¿Un nuevo 68?

Lobisón

En una entrevista publicada el día 22 en Brasil, el expresidente Fernando Henrique Cardoso decía que la primera vez que vio una manifestación que no era obra de clases ni grupos organizados fue en París en mayo de 1968 (y sin internet, subraya). El paralelismo con lo que ha venido sucediendo en las últimas semanas es un poco inevitable, porque como en el 68 no se puede hablar de organizadores ni de intereses comunes predefinidos. Y, como también sucedió entonces, las manifestaciones se han dado en países muy distintos. Turquía y Brasil ahora —por no buscar más antecedentes—, y Francia y México en aquel año.

Es indudable que en ambos casos hay lo que podríamos llamar un efecto contagio, aunque nos parezca ingenuo comparar la difusión viral de la información a través de las redes sociales con el efecto de la televisión y la prensa escrita a finales de los años sesenta. Pero el problema más importante no es saber cómo ha saltado la chispa sino por qué ha prendido con tanta fuerza. En todos los casos mencionados, entonces y ahora, se trata de países que se consideraban ejemplos de éxito, aunque pudieran existir múltiples motivos de malestar. La cuestión es que ese malestar no aparecía en la superficie, y de pronto brotó con una fuerza impresionante a partir de motivos triviales.

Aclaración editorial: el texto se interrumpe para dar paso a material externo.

//! Naive Bayes classifiers
//!
//! Gaussian Naive Bayes for continuous features and Multinomial Naive Bayes
//! for count features.

use super::{argmax, check_features, check_fit_input, unique_classes, Classifier, FromParams};
use crate::error::{ClassifierError, Result};
use crate::params::{ParamReader, Params};
use crate::registry::Algorithm;
use ndarray::{Array1, Array2, ArrayView1};
use serde::{Deserialize, Serialize};
use std::f64::consts::PI;

/// Gaussian Naive Bayes Classifier
#[derive(Debug, Clone, Serialize, Deserialize)]
pub struct GaussianNaiveBayes {
    /// Portion of the largest feature variance added to every variance
    pub var_smoothing: f64,
    /// Mean of each feature for each class
    means: Vec<Vec<f64>>,
    /// Variance of each feature for each class
    variances: Vec<Vec<f64>>,
    /// Prior probability of each class
    priors: Vec<f64>,
    classes: Vec<f64>,
    n_features: usize,
}

impl Default for GaussianNaiveBayes {
    fn default() -> Self {
        Self::new()
    }
}

impl GaussianNaiveBayes {
    pub fn new() -> Self {
        Self {
            var_smoothing: 1e-9,
            means: Vec::new(),
            variances: Vec::new(),
            priors: Vec::new(),
            classes: Vec::new(),
            n_features: 0,
        }
    }

    /// Set variance smoothing parameter
    pub fn with_var_smoothing(mut self, smoothing: f64) -> Self {
        self.var_smoothing = smoothing;
        self
    }

    /// Get class priors, aligned with the sorted classes
    pub fn class_priors(&self) -> &[f64] {
        &self.priors
    }

    /// Normalized log probabilities per class
    pub fn predict_log_proba(&self, x: &Array2<f64>) -> Result<Array2<f64>> {
        if self.classes.is_empty() {
            return Err(ClassifierError::ModelNotFitted);
        }
        check_features(self.n_features, x)?;

        let mut log_probs = Array2::zeros((x.nrows(), self.classes.len()));
        for (i, row) in x.rows().into_iter().enumerate() {
            for j in 0..self.classes.len() {
                log_probs[[i, j]] = self.priors[j].ln() + self.log_likelihood(row, j);
            }
        }
        normalize_log_rows(&mut log_probs);
        Ok(log_probs)
    }

    fn log_likelihood(&self, x: ArrayView1<f64>, class_idx: usize) -> f64 {
        x.iter()
            .zip(self.means[class_idx].iter())
            .zip(self.variances[class_idx].iter())
            .map(|((&xi, &mean), &var)| -0.5 * ((xi - mean).powi(2) / var + var.ln() + (2.0 * PI).ln()))
            .sum()
    }
}

impl FromParams for GaussianNaiveBayes {
    fn from_params(params: &Params) -> Result<Self> {
        let mut reader = ParamReader::new("G-NaiveBayes", params);
        let var_smoothing = reader.f64("var_smoothing", 1e-9)?;
        reader.finish()?;
        if var_smoothing < 0.0 {
            return Err(ClassifierError::invalid_parameter(
                "var_smoothing",
                var_smoothing,
                "must be non-negative",
            ));
        }
        Ok(Self::new().with_var_smoothing(var_smoothing))
    }
}

impl Classifier for GaussianNaiveBayes {
    fn algorithm(&self) -> Algorithm {
        Algorithm::GaussianNaiveBayes
    }

    fn params(&self) -> Params {
        Params::new().with("var_smoothing", self.var_smoothing)
    }

    fn is_fitted(&self) -> bool {
        !self.classes.is_empty()
    }

    fn fit(&mut self, x: &Array2<f64>, y: &Array1<f64>) -> Result<()> {
        check_fit_input(x, y)?;
        let n_samples = x.nrows();
        let n_features = x.ncols();
        let classes = unique_classes(y);

        let max_variance = (0..n_features)
            .map(|j| population_variance(x.column(j)))
            .fold(0.0, f64::max);
        let epsilon = (self.var_smoothing * max_variance).max(f64::MIN_POSITIVE);

        let mut means = Vec::with_capacity(classes.len());
        let mut variances = Vec::with_capacity(classes.len());
        let mut priors = Vec::with_capacity(classes.len());

        for &class in &classes {
            // Single-pass Welford's algorithm for mean and variance
            let mut feature_means = vec![0.0; n_features];
            let mut feature_m2 = vec![0.0; n_features];
            let mut count = 0usize;
            for (row, _) in x.rows().into_iter().zip(y.iter()).filter(|(_, &label)| label == class) {
                count += 1;
                for (j, &val) in row.iter().enumerate() {
                    let delta = val - feature_means[j];
                    feature_means[j] += delta / count as f64;
                    feature_m2[j] += delta * (val - feature_means[j]);
                }
            }
            let feature_vars: Vec<f64> = feature_m2.iter().map(|&m2| m2 / count as f64 + epsilon).collect();

            means.push(feature_means);
            variances.push(feature_vars);
            priors.push(count as f64 / n_samples as f64);
        }

        self.means = means;
        self.variances = variances;
        self.priors = priors;
        self.classes = classes;
        self.n_features = n_features;
        Ok(())
    }

    fn predict(&self, x: &Array2<f64>) -> Result<Array1<f64>> {
        let log_probs = self.predict_log_proba(x)?;
        Ok(log_probs
            .rows()
            .into_iter()
            .map(|row| self.classes[argmax(&row.to_vec())])
            .collect())
    }
}

/// Multinomial Naive Bayes (for count data)
#[derive(Debug, Clone, Serialize, Deserialize)]
pub struct MultinomialNaiveBayes {
    /// Additive (Laplace/Lidstone) smoothing parameter
    pub alpha: f64,
    /// Learn class priors; uniform priors otherwise
    pub fit_prior: bool,
    feature_log_probs: Vec<Vec<f64>>,
    class_log_priors: Vec<f64>,
    classes: Vec<f64>,
    n_features: usize,
}

impl Default for MultinomialNaiveBayes {
    fn default() -> Self {
        Self::new(1.0)
    }
}

impl MultinomialNaiveBayes {
    pub fn new(alpha: f64) -> Self {
        Self {
            alpha,
            fit_prior: true,
            feature_log_probs: Vec::new(),
            class_log_priors: Vec::new(),
            classes: Vec::new(),
            n_features: 0,
        }
    }

    pub fn predict_log_proba(&self, x: &Array2<f64>) -> Result<Array2<f64>> {
        if self.classes.is_empty() {
            return Err(ClassifierError::ModelNotFitted);
        }
        check_features(self.n_features, x)?;

        let mut log_probs = Array2::zeros((x.nrows(), self.classes.len()));
        for (i, row) in x.rows().into_iter().enumerate() {
            for j in 0..self.classes.len() {
                let likelihood: f64 = row
                    .iter()
                    .zip(self.feature_log_probs[j].iter())
                    .map(|(&count, &log_p)| count * log_p)
                    .sum();
                log_probs[[i, j]] = self.class_log_priors[j] + likelihood;
            }
        }
        normalize_log_rows(&mut log_probs);
        Ok(log_probs)
    }
}

impl FromParams for MultinomialNaiveBayes {
    fn from_params(params: &Params) -> Result<Self> {
        let mut reader = ParamReader::new("M-NaiveBayes", params);
        let alpha = reader.f64("alpha", 1.0)?;
        let fit_prior = reader.bool("fit_prior", true)?;
        reader.finish()?;
        if alpha < 0.0 {
            return Err(ClassifierError::invalid_parameter("alpha", alpha, "must be non-negative"));
        }
        Ok(Self {
            fit_prior,
            ..Self::new(alpha)
        })
    }
}

impl Classifier for MultinomialNaiveBayes {
    fn algorithm(&self) -> Algorithm {
        Algorithm::MultinomialNaiveBayes
    }

    fn params(&self) -> Params {
        Params::new()
            .with("alpha", self.alpha)
            .with("fit_prior", self.fit_prior)
    }

    fn is_fitted(&self) -> bool {
        !self.classes.is_empty()
    }

    fn fit(&mut self, x: &Array2<f64>, y: &Array1<f64>) -> Result<()> {
        check_fit_input(x, y)?;
        if x.iter().any(|&v| v < 0.0) {
            return Err(ClassifierError::DataError(
                "Negative values in data passed to MultinomialNB".to_string(),
            ));
        }
        let n_samples = x.nrows();
        let n_features = x.ncols();
        let classes = unique_classes(y);
        let n_classes = classes.len();

        let mut feature_log_probs = Vec::with_capacity(n_classes);
        let mut class_log_priors = Vec::with_capacity(n_classes);

        for &class in &classes {
            let mut feature_counts = vec![self.alpha; n_features];
            let mut class_count = 0usize;
            for (row, _) in x.rows().into_iter().zip(y.iter()).filter(|(_, &label)| label == class) {
                class_count += 1;
                for (j, &val) in row.iter().enumerate() {
                    feature_counts[j] += val;
                }
            }
            let total: f64 = feature_counts.iter().sum();
            feature_log_probs.push(feature_counts.iter().map(|&c| (c / total).ln()).collect());
            class_log_priors.push(if self.fit_prior {
                (class_count as f64 / n_samples as f64).ln()
            } else {
                -(n_classes as f64).ln()
            });
        }

        self.feature_log_probs = feature_log_probs;
        self.class_log_priors = class_log_priors;
        self.classes = classes;
        self.n_features = n_features;
        Ok(())
    }

    fn predict(&self, x: &Array2<f64>) -> Result<Array1<f64>> {
        let log_probs = self.predict_log_proba(x)?;
        Ok(log_probs
            .rows()
            .into_iter()
            .map(|row| self.classes[argmax(&row.to_vec())])
            .collect())
    }
}

fn population_variance(col: ArrayView1<f64>) -> f64 {
    let n = col.len() as f64;
    if n == 0.0 {
        return 0.0;
    }
    let mean = col.sum() / n;
    col.iter().map(|v| (v - mean).powi(2)).sum::<f64>() / n
}

/// Log-sum-exp normalization of each row
fn normalize_log_rows(log_probs: &mut Array2<f64>) {
    for mut row in log_probs.rows_mut() {
        let max_val = row.iter().cloned().fold(f64::NEG_INFINITY, f64::max);
        let log_sum: f64 = row.iter().map(|&v| (v - max_val).exp()).sum::<f64>().ln();
        row.mapv_inplace(|v| v - max_val - log_sum);
    }
}

#[cfg(test)]
mod tests {
    use super::*;
    use crate::estimators::test_data::{accuracy, binary_blobs, three_blobs};
    use ndarray::array;

    #[test]
    fn test_gaussian_nb() {
        let (x, y) = three_blobs();
        let mut model = GaussianNaiveBayes::new();
        model.fit(&x, &y).unwrap();

        let predictions = model.predict(&x).unwrap();
        assert!(accuracy(&y, &predictions) > 0.95);
        assert!((model.class_priors().iter().sum::<f64>() - 1.0).abs() < 1e-12);
    }

    #[test]
    fn test_gaussian_log_proba_normalized() {
        let (x, y) = binary_blobs();
        let mut model = GaussianNaiveBayes::new();
        model.fit(&x, &y).unwrap();
        let log_probs = model.predict_log_proba(&x).unwrap();
        for row in log_probs.rows() {
            let total: f64 = row.iter().map(|v| v.exp()).sum();
            assert!((total - 1.0).abs() < 1e-9);
        }
    }

    #[test]
    fn test_multinomial_nb() {
        let x = array![
            [3.0, 0.0, 1.0],
            [4.0, 1.0, 0.0],
            [5.0, 0.0, 0.0],
            [0.0, 4.0, 1.0],
            [1.0, 5.0, 0.0],
            [0.0, 3.0, 2.0],
        ];
        let y = array![0.0, 0.0, 0.0, 1.0, 1.0, 1.0];
        let mut model = MultinomialNaiveBayes::default();
        model.fit(&x, &y).unwrap();
        assert_eq!(model.predict(&x).unwrap(), y);
    }

    #[test]
    fn test_multinomial_rejects_negative_counts() {
        let x = array![[1.0, -1.0], [0.0, 2.0]];
        let y = array![0.0, 1.0];
        let mut model = MultinomialNaiveBayes::default();
        assert!(matches!(model.fit(&x, &y), Err(ClassifierError::DataError(_))));
    }

    #[test]
    fn test_unknown_key_rejected() {
        let params = Params::new().with("smoothing", 0.5);
        assert!(GaussianNaiveBayes::from_params(&params).is_err());
    }
}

El primer factor a considerar es que es inevitable que los sistemas de partidos se retrasen respecto a la sociedad cuando ésta cambia rápidamente, en el transcurso de una generación. No es un problema de leyes electorales ni de democracia interna en los partidos, sino de una tendencia inercial a la perpetuación de las élites políticas. Algo así como la frase de Keynes sobre el peso de las generaciones muertas (de economistas) sobre el cerebro de los vivos. En este caso se trataría del peso de los dilemas electorales del pasado reciente sobre la percepción que las élites mantienen de los problemas sociales del presente. Así, la gente normal deja de entender el lenguaje y las preocupaciones de ‘los políticos’.

La gente normal, pero sobre todo los jóvenes. El día 20, en un blog brasileño, Bernardo Sorj hablaba de las razones que se habían manejado anteriormente para descartar una movilización de las nuevas clases medias en defensa de los intereses derivados de su propio ascenso social. Y afirmaba: ‘El diagnóstico probablemente era correcto en relación a los padres, pero estaba equivocado en relación con los hijos. Todo indica que la mayor parte de los manifestantes son estudiantes universitarios… [de los] que buena parte ciertamente pertenece a familias de clase media de ascenso reciente’.

Como en el 68, cuando los padres satisfechos de clase media, en Francia o en México, se encontraron con que sus hijos tenían sus propios motivos de insatisfacción —mal o nada articulados—, se echaban a la calle y ponían en jaque al sistema que había permitido a los padres prosperar, y dar estudios universitarios a los hijos.